▼▼▼

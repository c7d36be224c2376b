//! KCIDB spool ingester.
//!
//! Usage:
//!     POSTGRES_PASSWORD=... STORAGE_TOKEN=... kcidb-ingester --spool-dir /spool

use anyhow::Context;
use clap::Parser;
use kcidb_ingester::{
    Args, BlobStore, HttpBlobStore, Ingester, IngesterConfig, SpoolDirs, TreeNameMap,
};
use kcidb_logging::{init_logging, LogConfig};
use std::sync::Arc;
use tracing::{info, warn};

#[tokio::main]
async fn main() -> anyhow::Result<()> {
    let args = Args::parse();

    init_logging(LogConfig {
        app_name: "kcidb-ingester",
        verbose: args.verbose,
        log_dir: args.log_dir.clone(),
    })?;

    let config = IngesterConfig::from_env(args)?;
    info!(?config, "Starting KCIDB ingester");

    let spool = SpoolDirs::verify(&config.spool_dir)?;
    let trees = TreeNameMap::load(&config.trees_file)?;
    let store = kcidb_store::connect(&config.store_url, config.db_password.as_deref())
        .await
        .with_context(|| format!("Failed to connect to {}", config.store_url))?;

    let blob_store = match &config.storage {
        Some(storage) => {
            let client = HttpBlobStore::new(&storage.base_url, &storage.token)
                .context("Failed to build storage client")?;
            Some(Arc::new(client) as Arc<dyn BlobStore>)
        }
        None => None,
    };

    let ingester = Ingester::new(spool, trees, store)
        .with_blob_store(blob_store)
        .with_poll_interval(config.poll_interval);

    let totals = ingester
        .run(async {
            if let Err(e) = tokio::signal::ctrl_c().await {
                warn!(error = %e, "Failed to listen for Ctrl-C, running until killed");
                std::future::pending::<()>().await;
            }
        })
        .await;

    info!(
        archived = totals.archived,
        failed = totals.failed,
        deleted = totals.deleted,
        "Ingester stopped"
    );
    Ok(())
}
//! Canonical tree names.
//!
//! Submitters label the same repository with different tree names. The trees
//! file maps repository URLs to the name the dashboard uses:
//!
//! ```yaml
//! trees:
//!   mainline:
//!     url: "https://git.kernel.org/pub/scm/linux/kernel/git/torvalds/linux.git"
//! ```

use crate::error::{ConfigError, SubmissionError};
use crate::submission::{ObjectKind, Submission};
use serde::Deserialize;
use serde_json::Value;
use std::collections::{BTreeMap, HashMap};
use std::path::Path;
use tracing::{debug, info, warn};

pub const DEFAULT_TREES_FILE: &str = "/app/trees.yml";

#[derive(Debug, Deserialize)]
struct TreesFile {
    #[serde(default)]
    trees: BTreeMap<String, TreeEntry>,
}

#[derive(Debug, Deserialize)]
struct TreeEntry {
    url: Option<String>,
}

/// Repository URL → canonical tree name. Read-only once loaded.
#[derive(Debug, Clone, Default, PartialEq, Eq)]
pub struct TreeNameMap {
    by_url: HashMap<String, String>,
}

impl TreeNameMap {
    /// Load the map from a trees file.
    pub fn load(path: &Path) -> Result<Self, ConfigError> {
        let content = std::fs::read_to_string(path).map_err(|source| ConfigError::TreesRead {
            path: path.to_path_buf(),
            source,
        })?;
        let map = Self::parse(&content).map_err(|message| ConfigError::TreesFormat {
            path: path.to_path_buf(),
            message,
        })?;
        info!(path = %path.display(), trees = map.len(), "Loaded tree names");
        Ok(map)
    }

    /// Parse trees YAML. Tree names are visited in sorted order, so on a
    /// duplicated URL the lexicographically first name wins.
    pub fn parse(content: &str) -> Result<Self, String> {
        let file: TreesFile = serde_yaml::from_str(content).map_err(|e| e.to_string())?;

        let mut by_url = HashMap::with_capacity(file.trees.len());
        for (name, entry) in file.trees {
            let url = entry
                .url
                .ok_or_else(|| format!("tree '{name}' has no url"))?;
            if let Some(existing) = by_url.get(&url) {
                warn!(%url, kept = %existing, ignored = %name, "Repository URL mapped twice");
                continue;
            }
            by_url.insert(url, name);
        }
        Ok(Self { by_url })
    }

    pub fn from_pairs<I, U, N>(pairs: I) -> Self
    where
        I: IntoIterator<Item = (U, N)>,
        U: Into<String>,
        N: Into<String>,
    {
        Self {
            by_url: pairs
                .into_iter()
                .map(|(url, name)| (url.into(), name.into()))
                .collect(),
        }
    }

    pub fn tree_name(&self, url: &str) -> Option<&str> {
        self.by_url.get(url).map(String::as_str)
    }

    pub fn len(&self) -> usize {
        self.by_url.len()
    }

    pub fn is_empty(&self) -> bool {
        self.by_url.is_empty()
    }

    /// Rewrite `tree_name` of every checkout whose repository URL is mapped.
    ///
    /// Returns how many checkouts changed. Idempotent.
    pub fn normalize(&self, submission: &mut Submission) -> Result<usize, SubmissionError> {
        let mut rewritten = 0;
        for checkout in submission.objects_mut(ObjectKind::Checkout)? {
            let Some(canonical) = checkout
                .get("git_repository_url")
                .and_then(Value::as_str)
                .and_then(|url| self.tree_name(url))
            else {
                continue;
            };
            if checkout.get("tree_name").and_then(Value::as_str) == Some(canonical) {
                continue;
            }
            let id = checkout.get("id").and_then(Value::as_str).unwrap_or("unknown");
            debug!(checkout = id, tree_name = canonical, "Standardizing tree name");
            checkout.insert("tree_name".to_string(), Value::String(canonical.to_string()));
            rewritten += 1;
        }
        Ok(rewritten)
    }
}

#[cfg(test)]
mod tests {
    use super::*;
    use serde_json::json;

    const LINUX: &str = "https://git.kernel.org/pub/scm/linux/kernel/git/torvalds/linux.git";
    const NEXT: &str = "https://git.kernel.org/pub/scm/linux/kernel/git/next/linux-next.git";

    fn map() -> TreeNameMap {
        TreeNameMap::from_pairs([(LINUX, "mainline"), (NEXT, "next")])
    }

    #[test]
    fn test_parse_trees_yaml() {
        let yaml = format!(
            "trees:\n  mainline:\n    url: \"{LINUX}\"\n    branch: master\n  next:\n    url: \"{NEXT}\"\n"
        );
        let parsed = TreeNameMap::parse(&yaml).unwrap();
        assert_eq!(parsed, map());
    }

    #[test]
    fn test_parse_without_trees_key_is_empty() {
        assert!(TreeNameMap::parse("other: 1\n").unwrap().is_empty());
    }

    #[test]
    fn test_parse_requires_url() {
        let err = TreeNameMap::parse("trees:\n  broken:\n    branch: master\n").unwrap_err();
        assert!(err.contains("broken"));
    }

    #[test]
    fn test_duplicate_url_keeps_first_name() {
        let yaml = format!("trees:\n  zz:\n    url: \"{LINUX}\"\n  aa:\n    url: \"{LINUX}\"\n");
        let parsed = TreeNameMap::parse(&yaml).unwrap();
        assert_eq!(parsed.tree_name(LINUX), Some("aa"));
    }

    #[test]
    fn test_load_missing_file() {
        let err = TreeNameMap::load(Path::new("/nonexistent/trees.yml")).unwrap_err();
        assert!(matches!(err, ConfigError::TreesRead { .. }));
    }

    #[test]
    fn test_normalize_rewrites_only_matching_checkouts() {
        let mut submission = Submission::from_value(json!({
            "checkouts": [
                {"id": "lab:1", "git_repository_url": LINUX, "tree_name": "torvalds"},
                {"id": "lab:2", "git_repository_url": "https://example.com/other.git", "tree_name": "other"},
                {"id": "lab:3", "git_repository_url": NEXT},
                {"id": "lab:4", "git_repository_url": LINUX, "tree_name": "mainline"},
                {"id": "lab:5"}
            ]
        }))
        .unwrap();

        assert_eq!(map().normalize(&mut submission).unwrap(), 2);
        let doc = submission.into_value();
        assert_eq!(doc["checkouts"][0]["tree_name"], "mainline");
        assert_eq!(doc["checkouts"][1]["tree_name"], "other");
        assert_eq!(doc["checkouts"][2]["tree_name"], "next");
        assert_eq!(doc["checkouts"][3]["tree_name"], "mainline");
        assert!(doc["checkouts"][4].get("tree_name").is_none());
    }

    #[test]
    fn test_normalize_checkout_without_id() {
        let mut submission = Submission::from_value(json!({
            "checkouts": [{"git_repository_url": NEXT, "tree_name": "linux-next"}]
        }))
        .unwrap();

        assert_eq!(map().normalize(&mut submission).unwrap(), 1);
        assert_eq!(submission.into_value()["checkouts"][0]["tree_name"], "next");
    }

    #[test]
    fn test_normalize_is_idempotent() {
        let mut once = Submission::from_value(json!({
            "checkouts": [{"id": "lab:1", "git_repository_url": LINUX, "tree_name": "x"}],
            "builds": [{"id": "lab:b"}]
        }))
        .unwrap();
        map().normalize(&mut once).unwrap();
        let mut twice = once.clone();
        assert_eq!(map().normalize(&mut twice).unwrap(), 0);
        assert_eq!(once, twice);
    }

    #[test]
    fn test_normalize_rejects_non_array_checkouts() {
        let mut submission = Submission::from_value(json!({"checkouts": {"id": "x"}})).unwrap();
        assert!(map().normalize(&mut submission).is_err());
    }
}
//! Log excerpt externalization.
//!
//! Oversized `log_excerpt` values of builds and tests are uploaded to blob
//! storage under a path derived from their SHA-256 digest and replaced with a
//! reference URL:
//!
//! ```text
//! {storage}/logexcerpt/{sha256 hex}/logexcerpt.txt
//! ```
//!
//! Identical excerpts always map to the same path. Upload failures keep the
//! excerpt inline.

use crate::blob::BlobStore;
use crate::error::SubmissionError;
use crate::submission::{ObjectKind, Submission};
use serde_json::Value;
use sha2::{Digest, Sha256};
use std::sync::atomic::{AtomicBool, Ordering};
use std::sync::Arc;
use tracing::{debug, warn};

/// Excerpts longer than this many bytes are externalized.
pub const LOG_EXCERPT_THRESHOLD: usize = 256;

pub const LOG_EXCERPT_DIR: &str = "logexcerpt";
pub const LOG_EXCERPT_FILE_NAME: &str = "logexcerpt.txt";

/// Lowercase hex SHA-256 of `data`.
pub fn sha256_hex(data: &[u8]) -> String {
    let mut hasher = Sha256::new();
    hasher.update(data);
    hex::encode(hasher.finalize())
}

/// Storage path an excerpt is uploaded to.
pub fn excerpt_path(digest: &str) -> String {
    format!("{LOG_EXCERPT_DIR}/{digest}")
}

/// Reference URL that replaces an externalized excerpt.
pub fn excerpt_reference(base_url: &str, digest: &str) -> String {
    format!(
        "{}/{}/{}",
        base_url.trim_end_matches('/'),
        excerpt_path(digest),
        LOG_EXCERPT_FILE_NAME
    )
}

/// What one externalization pass did.
#[derive(Debug, Clone, Copy, Default, PartialEq, Eq)]
pub struct ExternalizeReport {
    /// Excerpts replaced by a reference
    pub externalized: usize,
    /// Oversized excerpts kept inline because the upload failed
    pub kept_inline: usize,
    /// No credential configured, nothing was looked at
    pub skipped: bool,
}

pub struct LogExcerptExternalizer {
    blob_store: Option<Arc<dyn BlobStore>>,
    threshold: usize,
    warned_disabled: AtomicBool,
}

impl LogExcerptExternalizer {
    /// `None` disables externalization (no storage token configured).
    pub fn new(blob_store: Option<Arc<dyn BlobStore>>) -> Self {
        Self {
            blob_store,
            threshold: LOG_EXCERPT_THRESHOLD,
            warned_disabled: AtomicBool::new(false),
        }
    }

    pub fn is_enabled(&self) -> bool {
        self.blob_store.is_some()
    }

    pub async fn externalize(
        &self,
        submission: &mut Submission,
    ) -> Result<ExternalizeReport, SubmissionError> {
        let Some(blob_store) = self.blob_store.as_deref() else {
            if !self.warned_disabled.swap(true, Ordering::Relaxed) {
                warn!("STORAGE_TOKEN is not set, log excerpts will not be uploaded");
            }
            return Ok(ExternalizeReport {
                skipped: true,
                ..ExternalizeReport::default()
            });
        };

        let mut report = ExternalizeReport::default();
        for kind in [ObjectKind::Build, ObjectKind::Test] {
            for object in submission.objects_mut(kind)? {
                let Some(Value::String(excerpt)) = object.get("log_excerpt") else {
                    continue;
                };
                if excerpt.len() <= self.threshold {
                    continue;
                }

                let id = object
                    .get("id")
                    .and_then(Value::as_str)
                    .unwrap_or("unknown")
                    .to_string();
                let digest = sha256_hex(excerpt.as_bytes());
                debug!(
                    kind = %kind,
                    id = %id,
                    hash = %digest,
                    size = excerpt.len(),
                    "Uploading log excerpt"
                );

                match blob_store
                    .upload(excerpt.as_bytes(), &excerpt_path(&digest), LOG_EXCERPT_FILE_NAME)
                    .await
                {
                    Ok(_) => {
                        let reference = excerpt_reference(blob_store.base_url(), &digest);
                        object.insert("log_excerpt".to_string(), Value::String(reference));
                        report.externalized += 1;
                    }
                    Err(e) => {
                        warn!(kind = %kind, id = %id, error = %e, "Failed to upload log excerpt, keeping it inline");
                        report.kept_inline += 1;
                    }
                }
            }
        }
        Ok(report)
    }
}
//! Error types for the store layer.

use thiserror::Error;

/// Store operation result type.
pub type Result<T> = std::result::Result<T, StoreError>;

/// Store errors.
#[derive(Error, Debug)]
pub enum StoreError {
    /// Connection string could not be understood
    #[error("Invalid store target: {0}")]
    InvalidTarget(String),

    /// Could not reach or authenticate against the database
    #[error("Connection error: {0}")]
    Connection(String),

    /// Constraint violation (unique, foreign key, missing key column, etc.)
    #[error("Constraint violation: {0}")]
    Constraint(String),

    /// Any other database failure
    #[error("Database error: {0}")]
    Sqlx(#[from] sqlx::Error),

    /// Serialization error
    #[error("Serialization error: {0}")]
    Serialization(#[from] serde_json::Error),
}

impl StoreError {
    /// Create a constraint error.
    pub fn constraint(msg: impl Into<String>) -> Self {
        Self::Constraint(msg.into())
    }

    /// Create an invalid target error.
    pub fn invalid_target(msg: impl Into<String>) -> Self {
        Self::InvalidTarget(msg.into())
    }

    /// Classify a sqlx error raised while writing rows.
    pub(crate) fn from_write(err: sqlx::Error) -> Self {
        use sqlx::error::ErrorKind;

        match &err {
            sqlx::Error::Database(db_err) => match db_err.kind() {
                ErrorKind::UniqueViolation
                | ErrorKind::ForeignKeyViolation
                | ErrorKind::NotNullViolation
                | ErrorKind::CheckViolation => Self::Constraint(db_err.message().to_string()),
                _ => Self::Sqlx(err),
            },
            sqlx::Error::Io(_)
            | sqlx::Error::Tls(_)
            | sqlx::Error::PoolTimedOut
            | sqlx::Error::PoolClosed => Self::Connection(err.to_string()),
            _ => Self::Sqlx(err),
        }
    }
}
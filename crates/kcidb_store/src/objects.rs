//! Object collections of a KCIDB I/O document and their table rows.

use crate::error::{Result, StoreError};
use serde_json::Value;
use std::fmt;

/// The object collections a submission may carry, in load (dependency) order.
#[derive(Debug, Clone, Copy, PartialEq, Eq, Hash, PartialOrd, Ord)]
pub enum ObjectKind {
    Checkout,
    Build,
    Test,
    Issue,
    Incident,
}

impl ObjectKind {
    /// All kinds, checkouts first: builds reference checkouts, tests reference builds.
    pub const ALL: [ObjectKind; 5] = [
        ObjectKind::Checkout,
        ObjectKind::Build,
        ObjectKind::Test,
        ObjectKind::Issue,
        ObjectKind::Incident,
    ];

    /// Name of the collection in the document (also the table name).
    pub fn collection(&self) -> &'static str {
        match self {
            ObjectKind::Checkout => "checkouts",
            ObjectKind::Build => "builds",
            ObjectKind::Test => "tests",
            ObjectKind::Issue => "issues",
            ObjectKind::Incident => "incidents",
        }
    }

    /// Issues are versioned; every other kind is keyed by `id` alone.
    pub fn is_versioned(&self) -> bool {
        matches!(self, ObjectKind::Issue)
    }
}

impl fmt::Display for ObjectKind {
    fn fmt(&self, f: &mut fmt::Formatter<'_>) -> fmt::Result {
        write!(f, "{}", self.collection())
    }
}

/// One row to be written: key columns plus the full object.
#[derive(Debug, Clone, PartialEq)]
pub struct ObjectRow<'a> {
    pub kind: ObjectKind,
    pub id: &'a str,
    pub origin: &'a str,
    pub version: Option<i64>,
    pub data: &'a Value,
}

/// Extract every row of `doc`, grouped by kind in load order.
///
/// Missing collections are empty; a collection that is not an array of
/// objects, or an object without a string `id`/`origin`, is a constraint error.
pub fn object_rows(doc: &Value) -> Result<Vec<ObjectRow<'_>>> {
    let root = doc
        .as_object()
        .ok_or_else(|| StoreError::constraint("document is not an object"))?;

    let mut rows = Vec::new();
    for kind in ObjectKind::ALL {
        let Some(collection) = root.get(kind.collection()) else {
            continue;
        };
        let items = collection.as_array().ok_or_else(|| {
            StoreError::constraint(format!("{} is not an array", kind.collection()))
        })?;

        for (index, item) in items.iter().enumerate() {
            let id = string_field(item, "id").ok_or_else(|| {
                StoreError::constraint(format!("{}[{}] has no string id", kind, index))
            })?;
            let origin = string_field(item, "origin").ok_or_else(|| {
                StoreError::constraint(format!("{}[{}] has no string origin", kind, index))
            })?;
            let version = if kind.is_versioned() {
                Some(item.get("version").and_then(Value::as_i64).ok_or_else(|| {
                    StoreError::constraint(format!("{}[{}] has no integer version", kind, index))
                })?)
            } else {
                None
            };

            rows.push(ObjectRow {
                kind,
                id,
                origin,
                version,
                data: item,
            });
        }
    }

    Ok(rows)
}

fn string_field<'a>(item: &'a Value, key: &str) -> Option<&'a str> {
    item.get(key).and_then(Value::as_str)
}

/// Per-kind count of rows written by one load.
#[derive(Debug, Clone, Copy, Default, PartialEq, Eq)]
pub struct LoadReport {
    pub checkouts: usize,
    pub builds: usize,
    pub tests: usize,
    pub issues: usize,
    pub incidents: usize,
}

impl LoadReport {
    pub fn record(&mut self, kind: ObjectKind) {
        match kind {
            ObjectKind::Checkout => self.checkouts += 1,
            ObjectKind::Build => self.builds += 1,
            ObjectKind::Test => self.tests += 1,
            ObjectKind::Issue => self.issues += 1,
            ObjectKind::Incident => self.incidents += 1,
        }
    }

    pub fn total(&self) -> usize {
        self.checkouts + self.builds + self.tests + self.issues + self.incidents
    }

    pub(crate) fn from_rows(rows: &[ObjectRow<'_>]) -> Self {
        let mut report = Self::default();
        for row in rows {
            report.record(row.kind);
        }
        report
    }
}

#[cfg(test)]
mod tests {
    use super::*;
    use serde_json::json;

    #[test]
    fn test_rows_follow_dependency_order() {
        let doc = json!({
            "version": {"major": 5, "minor": 3},
            "tests": [{"id": "lab:t1", "origin": "lab", "build_id": "lab:b1"}],
            "builds": [{"id": "lab:b1", "origin": "lab", "checkout_id": "lab:c1"}],
            "checkouts": [{"id": "lab:c1", "origin": "lab"}],
        });

        let rows = object_rows(&doc).unwrap();
        let kinds: Vec<_> = rows.iter().map(|row| row.kind).collect();
        assert_eq!(kinds, vec![ObjectKind::Checkout, ObjectKind::Build, ObjectKind::Test]);
        assert_eq!(rows[1].id, "lab:b1");
        assert_eq!(rows[1].data["checkout_id"], "lab:c1");
    }

    #[test]
    fn test_issue_rows_need_version() {
        let doc = json!({"issues": [{"id": "lab:i1", "origin": "lab"}]});
        let err = object_rows(&doc).unwrap_err();
        assert!(matches!(err, StoreError::Constraint(msg) if msg.contains("issues[0]")));

        let doc = json!({"issues": [{"id": "lab:i1", "origin": "lab", "version": 2}]});
        let rows = object_rows(&doc).unwrap();
        assert_eq!(rows[0].version, Some(2));
    }

    #[test]
    fn test_missing_id_is_constraint_error() {
        let doc = json!({"builds": [{"origin": "lab"}]});
        assert!(matches!(object_rows(&doc), Err(StoreError::Constraint(_))));
    }

    #[test]
    fn test_collection_must_be_array() {
        let doc = json!({"checkouts": {"id": "lab:c1"}});
        assert!(matches!(object_rows(&doc), Err(StoreError::Constraint(_))));
    }

    #[test]
    fn test_load_report_counts() {
        let doc = json!({
            "checkouts": [{"id": "lab:c1", "origin": "lab"}],
            "builds": [
                {"id": "lab:b1", "origin": "lab"},
                {"id": "lab:b2", "origin": "lab"}
            ],
        });
        let rows = object_rows(&doc).unwrap();
        let report = LoadReport::from_rows(&rows);
        assert_eq!(report.checkouts, 1);
        assert_eq!(report.builds, 2);
        assert_eq!(report.total(), 3);
    }
}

▲▲▲

_HOW TO COMPLETE THIS TASK_: Search the data for the string "ErrorKind" and say how many lines include it, giving only the number.

_ANSWER SECTION_: 5